Andrimid is derived from three amino acids which are phenylalanine, valine, and glycine. Phenylalanine is converted to its other conformation, while valine and glycine residues have been elongated by two carbons derived by malonyl units. To incorporate the phenylalanine moiety into the biosynthesize of Andrimid, L-Phe must first be converted to (S)-β-Phe by the aminomutase AdmH. (S)-β-Phe reacts with ATP to active (S)-β-Phe-AMP by the A domain AdmJ which incorporates (S)-β-Phe onto the holo-AdmI(HS-AdmI), forming (S)-β-Phe-S-AdmI. AdmF catalyzes the formation of the octratrienoyl chain and the amine group of alpha-phenylalanine by acylation of its active site cysteine forming the Octratrienoyl-β-Phe-S-AdmI. The hybrid biosynthesis goes through six T domains before final tailoring to form the natural product Andrimid.
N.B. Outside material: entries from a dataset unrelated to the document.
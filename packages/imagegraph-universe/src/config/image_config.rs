//! Image build configuration (builder)
//!
//! Preset first, then per-stage overrides via closures, then `build()` to
//! validate everything once.

use super::error::{ConfigError, ConfigResult};
use super::io::{ConfigExportV1, ConfigOverrides};
use super::preset::Preset;
use super::stage_configs::{
    AnalysisConfig, CheckerConfig, ParallelConfig, ReflectionConfig, UniverseConfig,
};
use std::path::Path;
use tracing::warn;

const SUPPORTED_VERSIONS: [u32; 1] = [1];
const DEFAULT_IMAGE_NAME: &str = "image";

#[derive(Debug, Clone)]
pub struct ImageConfig {
    /// Base preset
    pub(crate) preset: Preset,

    pub(crate) image_name: String,
    pub(crate) main_entry_point: Option<String>,

    /// Stage-specific overrides
    pub(crate) analysis: Option<AnalysisConfig>,
    pub(crate) checker: Option<CheckerConfig>,
    pub(crate) reflection: Option<ReflectionConfig>,
    pub(crate) universe: Option<UniverseConfig>,
    pub(crate) parallel: Option<ParallelConfig>,
}

impl ImageConfig {
    /// Create from preset
    pub fn preset(preset: Preset) -> Self {
        Self {
            preset,
            image_name: DEFAULT_IMAGE_NAME.to_string(),
            main_entry_point: None,
            analysis: None,
            checker: None,
            reflection: None,
            universe: None,
            parallel: None,
        }
    }

    pub fn image_name(mut self, name: impl Into<String>) -> Self {
        self.image_name = name.into();
        self
    }

    /// Qualified name of the method the image starts in
    pub fn main_entry_point(mut self, name: impl Into<String>) -> Self {
        self.main_entry_point = Some(name.into());
        self
    }

    /// Override analysis stage
    pub fn analysis<F>(mut self, f: F) -> Self
    where
        F: FnOnce(AnalysisConfig) -> AnalysisConfig,
    {
        let base = self.analysis.take().unwrap_or_else(|| AnalysisConfig::from_preset(self.preset));
        self.analysis = Some(f(base));
        self
    }

    /// Override checker stage
    pub fn checker<F>(mut self, f: F) -> Self
    where
        F: FnOnce(CheckerConfig) -> CheckerConfig,
    {
        let base = self.checker.take().unwrap_or_else(|| CheckerConfig::from_preset(self.preset));
        self.checker = Some(f(base));
        self
    }

    /// Override reflection feature
    pub fn reflection<F>(mut self, f: F) -> Self
    where
        F: FnOnce(ReflectionConfig) -> ReflectionConfig,
    {
        let base = self
            .reflection
            .take()
            .unwrap_or_else(|| ReflectionConfig::from_preset(self.preset));
        self.reflection = Some(f(base));
        self
    }

    /// Override universe builder
    pub fn universe<F>(mut self, f: F) -> Self
    where
        F: FnOnce(UniverseConfig) -> UniverseConfig,
    {
        let base = self.universe.take().unwrap_or_else(|| UniverseConfig::from_preset(self.preset));
        self.universe = Some(f(base));
        self
    }

    /// Override parallelism
    pub fn parallel<F>(mut self, f: F) -> Self
    where
        F: FnOnce(ParallelConfig) -> ParallelConfig,
    {
        let base = self.parallel.take().unwrap_or_else(|| ParallelConfig::from_preset(self.preset));
        self.parallel = Some(f(base));
        self
    }

    /// Build and validate
    pub fn build(self) -> ConfigResult<ValidatedConfig> {
        // Step 1: individual stage configs
        if self.image_name.trim().is_empty() {
            return Err(ConfigError::Validation("image_name must not be empty".to_string()));
        }
        if let Some(ref cfg) = self.analysis {
            cfg.validate()?;
        }
        if let Some(ref cfg) = self.checker {
            cfg.validate()?;
        }
        if let Some(ref cfg) = self.reflection {
            cfg.validate()?;
        }
        if let Some(ref cfg) = self.universe {
            cfg.validate()?;
        }
        if let Some(ref cfg) = self.parallel {
            cfg.validate()?;
        }

        // Step 2: cross-stage validation
        self.cross_validate()?;

        Ok(ValidatedConfig(self))
    }

    fn cross_validate(&self) -> ConfigResult<()> {
        let analysis = self.effective_analysis();
        if analysis.return_after_analysis && analysis.exit_after_analysis {
            return Err(ConfigError::CrossStageConflict {
                issue: "return_after_analysis and exit_after_analysis are both set".to_string(),
                fix: "Keep return_after_analysis for a successful early stop, or exit_after_analysis for an interrupted one".to_string(),
            });
        }

        if let Some(ref reflection) = self.reflection {
            if !reflection.enabled && !reflection.configuration_files.is_empty() {
                warn!(
                    files = reflection.configuration_files.len(),
                    "reflection configuration files are ignored because the reflection feature is disabled"
                );
            }
        }

        Ok(())
    }

    fn effective_analysis(&self) -> AnalysisConfig {
        self.analysis
            .clone()
            .unwrap_or_else(|| AnalysisConfig::from_preset(self.preset))
    }

    /// Get base preset
    pub fn get_preset(&self) -> Preset {
        self.preset
    }

    /// Load from YAML file (v1 schema)
    pub fn from_yaml(path: impl AsRef<Path>) -> ConfigResult<ValidatedConfig> {
        let content = std::fs::read_to_string(path.as_ref())?;
        Self::from_yaml_str(&content)
    }

    /// Load from YAML text (v1 schema)
    pub fn from_yaml_str(content: &str) -> ConfigResult<ValidatedConfig> {
        let mut raw: serde_yaml::Value = serde_yaml::from_str(content)?;
        if raw.get("version").is_none() {
            return Err(ConfigError::MissingVersion);
        }
        // Unknown presets are reported below, after the schema check
        if let Some(preset) = raw
            .get("preset")
            .and_then(|p| p.as_str())
            .and_then(|p| Preset::from_str(p).ok())
        {
            merge_overrides_over_preset(&mut raw, preset)?;
        }
        let export: ConfigExportV1 = serde_yaml::from_value(raw)?;

        if !SUPPORTED_VERSIONS.contains(&export.version) {
            return Err(ConfigError::UnsupportedVersion {
                found: export.version,
                supported: SUPPORTED_VERSIONS.to_vec(),
            });
        }

        let preset = Preset::from_str(&export.preset)
            .map_err(|_| ConfigError::UnknownPreset(export.preset.clone()))?;

        let mut config = Self::preset(preset);
        if let Some(name) = export.image_name {
            config.image_name = name;
        }
        config.main_entry_point = export.main_entry_point;

        if let Some(overrides) = export.overrides {
            config.analysis = overrides.analysis;
            config.checker = overrides.checker;
            config.reflection = overrides.reflection;
            config.universe = overrides.universe;
            config.parallel = overrides.parallel;
        }

        config.build()
    }

    /// Export to YAML
    pub fn to_yaml(&self) -> ConfigResult<String> {
        let export = ConfigExportV1 {
            version: 1,
            preset: self.preset.to_string(),
            image_name: Some(self.image_name.clone()),
            main_entry_point: self.main_entry_point.clone(),
            overrides: Some(ConfigOverrides {
                analysis: self.analysis.clone(),
                checker: self.checker.clone(),
                reflection: self.reflection.clone(),
                universe: self.universe.clone(),
                parallel: self.parallel.clone(),
            }),
        };

        serde_yaml::to_string(&export).map_err(ConfigError::Yaml)
    }
}

/// Fill every partial stage override with the preset's values, so fields the
/// file leaves out keep the preset instead of the Balanced defaults
fn merge_overrides_over_preset(raw: &mut serde_yaml::Value, preset: Preset) -> ConfigResult<()> {
    let Some(overrides) = raw.get_mut("overrides").and_then(|o| o.as_mapping_mut()) else {
        return Ok(());
    };
    let stages = [
        ("analysis", serde_yaml::to_value(AnalysisConfig::from_preset(preset))?),
        ("checker", serde_yaml::to_value(CheckerConfig::from_preset(preset))?),
        ("reflection", serde_yaml::to_value(ReflectionConfig::from_preset(preset))?),
        ("universe", serde_yaml::to_value(UniverseConfig::from_preset(preset))?),
        ("parallel", serde_yaml::to_value(ParallelConfig::from_preset(preset))?),
    ];
    for (stage, mut merged) in stages {
        let Some(partial) = overrides.get_mut(stage) else {
            continue;
        };
        // Non-mapping values are left for the schema to reject
        let (Some(base), Some(fields)) = (merged.as_mapping_mut(), partial.as_mapping()) else {
            continue;
        };
        for (key, value) in fields {
            base.insert(key.clone(), value.clone());
        }
        *partial = merged;
    }
    Ok(())
}

/// Validated configuration (immutable, safe to use)
#[derive(Debug, Clone)]
pub struct ValidatedConfig(ImageConfig);

impl ValidatedConfig {
    pub fn into_inner(self) -> ImageConfig {
        self.0
    }

    pub fn as_inner(&self) -> &ImageConfig {
        &self.0
    }

    pub fn preset(&self) -> Preset {
        self.0.preset
    }

    pub fn image_name(&self) -> &str {
        &self.0.image_name
    }

    pub fn main_entry_point(&self) -> Option<&str> {
        self.0.main_entry_point.as_deref()
    }

    /// Get effective analysis config
    pub fn analysis(&self) -> AnalysisConfig {
        self.0.effective_analysis()
    }

    /// Get effective checker config
    pub fn checker(&self) -> CheckerConfig {
        self.0
            .checker
            .clone()
            .unwrap_or_else(|| CheckerConfig::from_preset(self.0.preset))
    }

    /// Get effective reflection config
    pub fn reflection(&self) -> ReflectionConfig {
        self.0
            .reflection
            .clone()
            .unwrap_or_else(|| ReflectionConfig::from_preset(self.0.preset))
    }

    /// Get effective universe config
    pub fn universe(&self) -> UniverseConfig {
        self.0
            .universe
            .clone()
            .unwrap_or_else(|| UniverseConfig::from_preset(self.0.preset))
    }

    /// Get effective parallel config
    pub fn parallel(&self) -> ParallelConfig {
        self.0
            .parallel
            .clone()
            .unwrap_or_else(|| ParallelConfig::from_preset(self.0.preset))
    }

    /// One-line summary for logs
    pub fn summary(&self) -> String {
        let analysis = self.analysis();
        format!(
            "{} [image={}, max_iterations={}, naming_checks={}, reflection={}, workers={}]",
            self.preset(),
            self.image_name(),
            analysis.max_iterations,
            self.checker().verify_naming_conventions,
            self.reflection().enabled,
            self.parallel().effective_workers(),
        )
    }

    /// Export to YAML
    pub fn to_yaml(&self) -> ConfigResult<String> {
        self.0.to_yaml()
    }
}

impl Default for ValidatedConfig {
    fn default() -> Self {
        Self(ImageConfig::preset(Preset::Balanced))
    }
}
Additional characteristics of the Andrimid assembly line are the beginning enzymes such as AdmH containing the aminomutase, AdmJ containing the β-Phe adenylation (A) domain which serves as the gatekeepers of the biosynthesis for determining which aromatic amino acid is used by the transglutaminase homologue AdmF. AdmF uses acyl S-T domain and β-aminoacyl-S-T domain to form the amine bond. Furthermore, the three amino acid used in Andrimid are incorporated into the assembly line by AdmH and AdmJ. (S)-β-Phe is generated by AdmH and incorporated by AdmJ. As for the other two amino acids which are valine and glycine, they must first undergo an addition of two carbons by the PKS modules AdmO and AdmM. A total of five proteins are used for andrimid biosynthesis to create the chain initiation step which are AdmA, AdnI, AdnJ, AdmF, and AdmH. During the PKS II pathway, malonyl-CoA is loaded onto the acyl carrier protein (ACP) which is transferred to the active site of ketosynthase (KS), releasing acetyl CoA to generate malonyl-CoA. This reaction undergoes chain elongation using malonyl-coenzyme A (CoA) following ketoreductase (CLF, DH, and KR). Note, the PKS II pathway is a systematic scheme, since there are not sufficient studies that demonstrate a clear route of the enzymes used for this chain elongation step of the fatty acid biosynthesis.